Victor Perez, a very straight driver playing his best golf of the year, looks the pick of the top French trio, and the 6/4 is very fair for this elegant swinger to outscore Matthieu Pavon and Frederic LaCroix. Sunday’s ninth in Canada sets him up nicely for this assignment.
A winner with LIV in Miami in April, Marc Leishman is in a good place at the moment, as a top ten in Virginia on Sunday underscored, and the big Victorian — a 9/2 shot — could well upstage better-fancied rivals for Top Australian.
In some eyes, Phil Mickelson is well past his sell-by, but the old fella keeps proving the cynics wrong and almost won for the first time since joining LIV on Sunday.
He needs a US Open to complete his career Slam and although he’s playing more consistently, it’s not likely to happen for this five-time Open runner-up.
But he’s still competitive enough to win Top Senior laurels at 21/20 in what looks a virtual match with steady but limited Richard Bland.
Englishman Bland could be a better bet in the first-day threeballs, where he’s 4/6 to beat Lanto Griffin and an amateur in the 1.13 game.

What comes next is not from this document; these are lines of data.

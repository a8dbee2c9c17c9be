use std::fs;
use std::path::{Path, PathBuf};

use chrono::NaiveDate;
use tracing::{debug, info};

use super::statement::group_by_account;
use super::template::render;
use crate::errors::{ConvertError, ConvertResult};
use crate::types::{ConversionSummary, TransactionRecord};

/// Onde e com qual nome o documento OFX é gravado.
#[derive(Debug, Clone)]
pub struct OutputTarget<'a> {
    pub source_path: &'a Path,
    pub output_dir: &'a Path,
    pub file_name: Option<&'a str>,
}

impl OutputTarget<'_> {
    /// O nome explícito, ou o nome base da origem, com `csv`/`CSV`
    /// substituídos por `ofx`/`OFX`.
    pub fn resolved_file_name(&self) -> String {
        let base = match self.file_name {
            Some(name) => name.to_string(),
            None => self
                .source_path
                .file_name()
                .map(|n| n.to_string_lossy().into_owned())
                .unwrap_or_default(),
        };
        base.replace("csv", "ofx").replace("CSV", "OFX")
    }
}

/// Grava um documento OFX para `records` e resume o que foi gravado.
///
/// Um arquivo já existente no destino é sobrescrito.
pub fn write_statement(
    records: &[TransactionRecord],
    target: &OutputTarget<'_>,
    generated_on: NaiveDate,
) -> ConvertResult<ConversionSummary> {
    let output_dir = prepare_dir(target.output_dir)?;
    let output_path = output_dir.join(target.resolved_file_name());

    let statements = group_by_account(records);
    debug!(accounts = statements.len(), "grouped transactions by account");

    let document = render(&statements, generated_on);
    fs::write(&output_path, document).map_err(|source| ConvertError::OutputWrite {
        path: output_path.clone(),
        source,
    })?;

    info!(
        path = %output_path.display(),
        transactions = records.len(),
        "wrote OFX statement"
    );

    Ok(ConversionSummary {
        transaction_count: records.len(),
        source_path: target.source_path.to_path_buf(),
        output_path,
    })
}

fn prepare_dir(dir: &Path) -> ConvertResult<PathBuf> {
    let output_error = |source: std::io::Error| ConvertError::OutputWrite {
        path: dir.to_path_buf(),
        source,
    };

    fs::create_dir_all(dir).map_err(output_error)?;
    fs::canonicalize(dir).map_err(output_error)
}
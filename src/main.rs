use std::path::PathBuf;

use anyhow::{Context, Result};
use bank_statement_ofx::{ConvertOptions, convert};
use clap::Parser;
use tracing_subscriber::EnvFilter;

/// Converts ING (www.ing.nl) CSV files to OFX format.
///
/// The default output filename is the input filename.
#[derive(Parser, Debug)]
#[command(name = "bank-statement-ofx", version, about)]
struct Cli {
    /// A csv file to process
    csvfile: PathBuf,

    /// Output filename
    #[arg(short = 'o', long = "outfile")]
    outfile: Option<String>,

    /// Directory to store output
    #[arg(short = 'd', long = "directory", default_value = "ofx")]
    directory: PathBuf,

    /// Convert decimal separator to dots (.)
    #[arg(short = 'c', long)]
    convert: bool,

    /// Convert dates with dd-mm-yyyy notation to yyyymmdd
    #[arg(short = 'b', long)]
    convert_date: bool,

    /// Print the summary as JSON
    #[arg(long)]
    json: bool,
}

fn main() -> Result<()> {
    tracing_subscriber::fmt()
        .with_env_filter(EnvFilter::try_from_default_env().unwrap_or_else(|_| EnvFilter::new("warn")))
        .with_writer(std::io::stderr)
        .init();

    let cli = Cli::parse();
    let source = cli.csvfile.clone();

    let summary = convert(ConvertOptions {
        source_path: cli.csvfile,
        output_file_name: cli.outfile,
        output_dir: cli.directory,
        convert_decimal_separator: cli.convert,
        convert_date_format: cli.convert_date,
    })
    .with_context(|| format!("failed to convert {}", source.display()))?;

    if cli.json {
        println!("{}", serde_json::to_string_pretty(&summary)?);
    } else {
        println!("{summary}");
    }

    Ok(())
}
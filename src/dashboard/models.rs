use chrono::{NaiveDate, NaiveDateTime, Timelike};
use serde::{Deserialize, Serialize};

use crate::chat_management::EmoteMap;

/// メッセージ送信者のID（文字列表現で保持）
#[derive(
    Debug,
    Clone,
    PartialEq,
    Eq,
    Hash,
    PartialOrd,
    Ord,
    derive_more::Display,
    Serialize,
    Deserialize,
)]
#[serde(transparent)]
pub struct MessageId(pub String);

impl MessageId {
    pub fn new(value: impl Into<String>) -> Self {
        Self(value.into())
    }

    pub fn as_str(&self) -> &str {
        &self.0
    }
}

/// 読み込まれたチャットメッセージ
///
/// `date` / `hour` / `display_text` は生フィールドから導出される値で、
/// 個別に書き換える手段は提供しない。生フィールドを変える場合は
/// 新しいメッセージを構築し直す。
#[derive(Debug, Clone, PartialEq, Serialize)]
pub struct ChatMessage {
    id: MessageId,
    author: String,
    timestamp: NaiveDateTime,
    text: Option<String>,
    display_text: Option<String>,
}

impl ChatMessage {
    /// 生フィールドからメッセージを構築し、表示用テキストを計算する
    pub fn new(
        id: impl Into<String>,
        author: impl Into<String>,
        timestamp: NaiveDateTime,
        text: Option<String>,
        emotes: &EmoteMap,
    ) -> Self {
        let display_text = emotes.resolve(text.as_deref());
        Self {
            id: MessageId::new(id),
            author: author.into(),
            timestamp,
            text,
            display_text,
        }
    }

    pub fn id(&self) -> &MessageId {
        &self.id
    }

    pub fn author(&self) -> &str {
        &self.author
    }

    pub fn timestamp(&self) -> NaiveDateTime {
        self.timestamp
    }

    pub fn text(&self) -> Option<&str> {
        self.text.as_deref()
    }

    /// タイムスタンプの日付部分
    pub fn date(&self) -> NaiveDate {
        self.timestamp.date()
    }

    /// タイムスタンプの時（0-23）
    pub fn hour(&self) -> u32 {
        self.timestamp.hour()
    }

    /// 絵文字コードを画像参照に置換したテキスト
    pub fn display_text(&self) -> Option<&str> {
        self.display_text.as_deref()
    }
}

/// 表示中のタブ
#[derive(Debug, Clone, Copy, PartialEq, Eq, Default, Serialize, Deserialize)]
pub enum ActiveTab {
    #[default]
    Analytics,
    EmoteTable,
}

Don’t confuse Lanto with the much superior Ben Griffin — this Griffin misses more cuts than he makes.
The marquee morning match on Thursday is the McIlroy-Lowry-Rose get-together. Given the uncertainty over Rory following his two latest sub-standard efforts, there could be a bit of value in opposing the favourite here.
Rose, the 2013 US Open champion, took McIlroy to a playoff at the Masters and is frequently a fast starter in Majors. A repeat of his opening 65 at Augusta would be just the job — but 65s don’t grow on trees at Oakmont, even if the great Johnny Miller did somehow shoot a 63 to wrap up the 1973 edition.